Es fehlen allerdings Grundstücke, um alle Löcher zu stopfen und weitere Funktürme aufzustellen. Etwa in Aumühle bei Hamburg, durch das der Schnellzug in Richtung Berlin fährt – die auch für die Wirtschaft wichtige Verbindung zwischen Deutschlands größten Metropolen. Und die Zeit drängt: 2024 sollen die wichtigen ICE- und IC-Strecken netzangebunden sein.
Selbst mit genug Grundstücken wird Emini das neue Highspeed-Ziel von 200 Megabit pro Sekunde nur an die Strecke und in die Tunnel bringen – aber nicht ins Innere der Züge. Dazu muss die Deutsche Bahn mithelfen und die Fensterscheiben ihrer Waggons bearbeiten. Mit einem speziellen Laser sollen Karomuster in die Wärmeisolationsschicht geschnitten werden, damit überhaupt Mobilfunkstrahlen hindurchkommen.
Noch in diesem Jahr plant der Konzern, einen entsprechend bearbeiteten Testzug aufzugleisen. Kurzfristig sollen modernisierte Repeater auf den Zugdächern den Empfang verbessern. Das kafkaeske WLAN-Angebot der Bahn soll so schon bald überflüssig werden.
Zeit wird es. Bis heute ist die Mobilfunkversorgung in Deutschland ein Ärgernis. In der Infrastruktur von Deutscher Telekom, Vodafone und Co. klaffen große und kleine Löcher. Bisweilen ist das Netz zwar da, aber die Kapazität nicht hoch genug, um viele Geräte gleichzeitig mit schnellem Internet zu versorgen.
Doch neue Initiativen und Technologien machen den Kunden nun Hoffnung. So entschlossen wie derzeit hat die Branche den Kampf gegen die Funklöcher wohl nie geführt. Zumal der neue, hyperschnelle Mobilfunkstandard 5G eine noch dichtere Versorgung erfordert, um sein Potenzial voll auszuspielen.
Verantwortlich für die bisherige Misere: ein fataler Dualismus. Nur wenige Kunden sind hierzulande bereit, für ein besseres Netz höhere Monatsgebühren zu bezahlen. Statt um die Wette weiße Löcher zu stopfen, konkurrieren die Anbieter deshalb vor allem beim Preis. Die EU-Regulierung schmälert die Umsätze der Mobilfunkkonzerne zusätzlich, indem sie 2017 zum Beispiel Roaming-Gebühren verboten hat. Im Ausland dürfen den Kunden seitdem keine zusätzlichen Kosten aufgedrückt werden.

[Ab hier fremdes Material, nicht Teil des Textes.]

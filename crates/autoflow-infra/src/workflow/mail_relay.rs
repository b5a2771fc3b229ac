//! `MailRelay` selection and the non-SMTP relays.
//!
//! The HTTP relay posts the message as JSON and expects `{messageId, accepted}`
//! back, the shape hosted mail APIs answer with. Its API token is wrapped in
//! [`SecretString`] and only exposed when the `Authorization` header is built.

use std::sync::Arc;
use std::time::Duration;

use autoflow_core::workflow::step_runner::{MailMessage, MailReceipt, MailRelay, StepError};
use autoflow_types::config::MailConfig;
use futures_util::future::BoxFuture;
use secrecy::{ExposeSecret, SecretString};

use super::smtp::{SmtpMailRelay, SmtpSettings};

/// Pick the delivery path for `config`: SMTP, then the HTTP relay, then none.
pub fn mail_relay_from_config(
    config: &MailConfig,
    client: reqwest::Client,
    timeout: Duration,
) -> Result<Arc<dyn MailRelay>, lettre::transport::smtp::Error> {
    if let Some(smtp) = config.smtp.as_ref().filter(|s| !s.host.trim().is_empty()) {
        tracing::debug!(host = %smtp.host, port = smtp.port, "email steps deliver over smtp");
        return Ok(Arc::new(SmtpMailRelay::new(&SmtpSettings::from(smtp), timeout)?));
    }
    match config.relay_url.as_deref() {
        Some(url) if !url.trim().is_empty() => {
            let token = config.api_token.clone().map(SecretString::from);
            Ok(Arc::new(HttpMailRelay::new(client, url, token)))
        }
        _ => Ok(Arc::new(DisabledMailRelay)),
    }
}

/// Posts messages to a relay endpoint.
pub struct HttpMailRelay {
    client: reqwest::Client,
    endpoint: String,
    api_token: Option<SecretString>,
}

impl HttpMailRelay {
    pub fn new(client: reqwest::Client, endpoint: impl Into<String>, api_token: Option<SecretString>) -> Self {
        Self {
            client,
            endpoint: endpoint.into(),
            api_token,
        }
    }

    async fn deliver(&self, message: MailMessage) -> Result<MailReceipt, StepError> {
        let mut request = self.client.post(&self.endpoint).json(&message);
        if let Some(token) = &self.api_token {
            request = request.bearer_auth(token.expose_secret());
        }

        let response = request
            .send()
            .await
            .map_err(|e| StepError::Mail(e.to_string()))?;
        let status = response.status();
        if !status.is_success() {
            let detail = response.text().await.unwrap_or_default();
            return Err(StepError::Mail(format!("relay returned {status}: {detail}")));
        }

        let receipt: MailReceipt = response
            .json()
            .await
            .map_err(|e| StepError::Mail(format!("invalid relay response: {e}")))?;
        tracing::info!(message_id = %receipt.message_id, to = %message.to, "email accepted by relay");
        Ok(receipt)
    }
}

impl MailRelay for HttpMailRelay {
    fn send(&self, message: MailMessage) -> BoxFuture<'_, Result<MailReceipt, StepError>> {
        Box::pin(self.deliver(message))
    }
}

/// Stand-in when neither SMTP nor a relay URL is configured. Every send fails.
pub struct DisabledMailRelay;

impl MailRelay for DisabledMailRelay {
    fn send(&self, message: MailMessage) -> BoxFuture<'_, Result<MailReceipt, StepError>> {
        Box::pin(async move {
            tracing::warn!(to = %message.to, "send_email step with no mail relay configured");
            Err(StepError::Mail("mail relay not configured".to_string()))
        })
    }
}

#[cfg(test)]
mod tests {
    use super::*;
    use autoflow_types::config::{SmtpConfig, SmtpSecurity};
    use serde_json::{json, Value};
    use wiremock::matchers::{body_partial_json, header, method, path};
    use wiremock::{Mock, MockServer, ResponseTemplate};

    fn message() -> MailMessage {
        MailMessage {
            from: "autoflow@example.com".to_string(),
            to: "ops@example.com".to_string(),
            cc: None,
            bcc: Some("audit@example.com".to_string()),
            subject: "Nightly report".to_string(),
            body: "All green".to_string(),
        }
    }

    #[tokio::test]
    async fn test_posts_json_and_parses_receipt() {
        let server = MockServer::start().await;
        Mock::given(method("POST"))
            .and(path("/send"))
            .and(header("authorization", "Bearer tok-123"))
            .and(body_partial_json(json!({
                "to": "ops@example.com",
                "bcc": "audit@example.com",
                "subject": "Nightly report"
            })))
            .respond_with(
                ResponseTemplate::new(202)
                    .set_body_json(json!({"messageId": "<m1@relay>", "accepted": ["ops@example.com"]})),
            )
            .expect(1)
            .mount(&server)
            .await;

        let relay = HttpMailRelay::new(
            reqwest::Client::new(),
            format!("{}/send", server.uri()),
            Some(SecretString::from("tok-123")),
        );
        let receipt = relay.send(message()).await.unwrap();
        assert_eq!(receipt.message_id, "<m1@relay>");
        assert_eq!(receipt.accepted, vec!["ops@example.com".to_string()]);

        let received = server.received_requests().await.unwrap();
        let body: Value = received[0].body_json().unwrap();
        assert!(body.get("cc").is_none());
    }

    #[tokio::test]
    async fn test_relay_rejection_is_mail_error() {
        let server = MockServer::start().await;
        Mock::given(method("POST"))
            .respond_with(ResponseTemplate::new(500).set_body_string("boom"))
            .mount(&server)
            .await;

        let relay = HttpMailRelay::new(reqwest::Client::new(), format!("{}/send", server.uri()), None);
        let err = relay.send(message()).await.unwrap_err();
        assert!(matches!(err, StepError::Mail(_)));
        assert!(err.to_string().contains("500"));
        assert!(err.to_string().contains("boom"));
    }

    #[tokio::test]
    async fn test_unparsable_receipt_is_mail_error() {
        let server = MockServer::start().await;
        Mock::given(method("POST"))
            .respond_with(ResponseTemplate::new(200).set_body_string("queued"))
            .mount(&server)
            .await;

        let relay = HttpMailRelay::new(reqwest::Client::new(), server.uri(), None);
        let err = relay.send(message()).await.unwrap_err();
        assert!(err.to_string().contains("invalid relay response"));
    }

    #[tokio::test]
    async fn test_from_config_without_transport_is_disabled() {
        let relay = mail_relay_from_config(
            &MailConfig::default(),
            reqwest::Client::new(),
            Duration::from_secs(1),
        )
        .unwrap();
        let err = relay.send(message()).await.unwrap_err();
        assert_eq!(err.to_string(), "email delivery failed: mail relay not configured");
    }

    #[tokio::test]
    async fn test_from_config_prefers_smtp() {
        let server = MockServer::start().await;
        Mock::given(method("POST"))
            .respond_with(ResponseTemplate::new(200))
            .expect(0)
            .mount(&server)
            .await;

        let port = {
            let listener = std::net::TcpListener::bind("127.0.0.1:0").unwrap();
            listener.local_addr().unwrap().port()
        };
        let mut smtp = SmtpConfig::new("127.0.0.1");
        smtp.port = port;
        smtp.security = SmtpSecurity::None;
        let config = MailConfig {
            smtp: Some(smtp),
            relay_url: Some(server.uri()),
            ..MailConfig::default()
        };

        let relay = mail_relay_from_config(&config, reqwest::Client::new(), Duration::from_secs(2))
            .unwrap();
        let err = relay.send(message()).await.unwrap_err();
        assert!(err.to_string().contains("smtp 127.0.0.1"));
    }
}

So sind die durchschnittlichen Umsätze je Mobilfunkkunde in Deutschland vergleichsweise gering. Mehr als eine dürftige Versorgung rechnete sich vielerorts nicht.
„Der Fluch des Kapitalmarkts“, sagt Roman Friedrich, Partner und Telekomexperte bei der Boston Consulting Group (BCG). Die zähe Bürokratie bremse den Ausbau zusätzlich, da die Genehmigung neuer Antennenstandorte in Deutschland unnötig lange dauere.
So paradox es klingen mag: Betriebswirtschaftlich machen die weißen Flecken also durchaus Sinn. Am Ende war es der zunehmende Druck aus Politik und Wirtschaft, der zum Umdenken geführt hat.
Der Siegeszug des Smartphones hat die Nutzungszeit und Abhängigkeit der Kunden gesteigert – und den Frust bei manch einflussreichem Kunden bis in den Zynismus gesteigert. Die Dinger sollen schließlich immer und überall funktionieren.
Legendär ist bis heute Ex-Wirtschaftsminister Peter Altmaiers Bekenntnis: Er traue sich kaum, im Auto Gespräche mit ausländischen Kollegen zu führen, weil ihm die Verbindungsabbrüche so „peinlich“ seien, sagte er 2018.
Andere Politiker äußerten sich ähnlich. In der Folge schaute die über die Versorgungsauflagen wachende Bundesnetzagentur immer strenger auf die Konzerne. Auch deshalb beobachtet der Telekom-Vorstand die Fortschritte des Schäferhund-Teams genau. Chef Timotheus Höttges hatte das Projekt eigens in seiner jüngsten Hauptversammlungsshow herausgehoben.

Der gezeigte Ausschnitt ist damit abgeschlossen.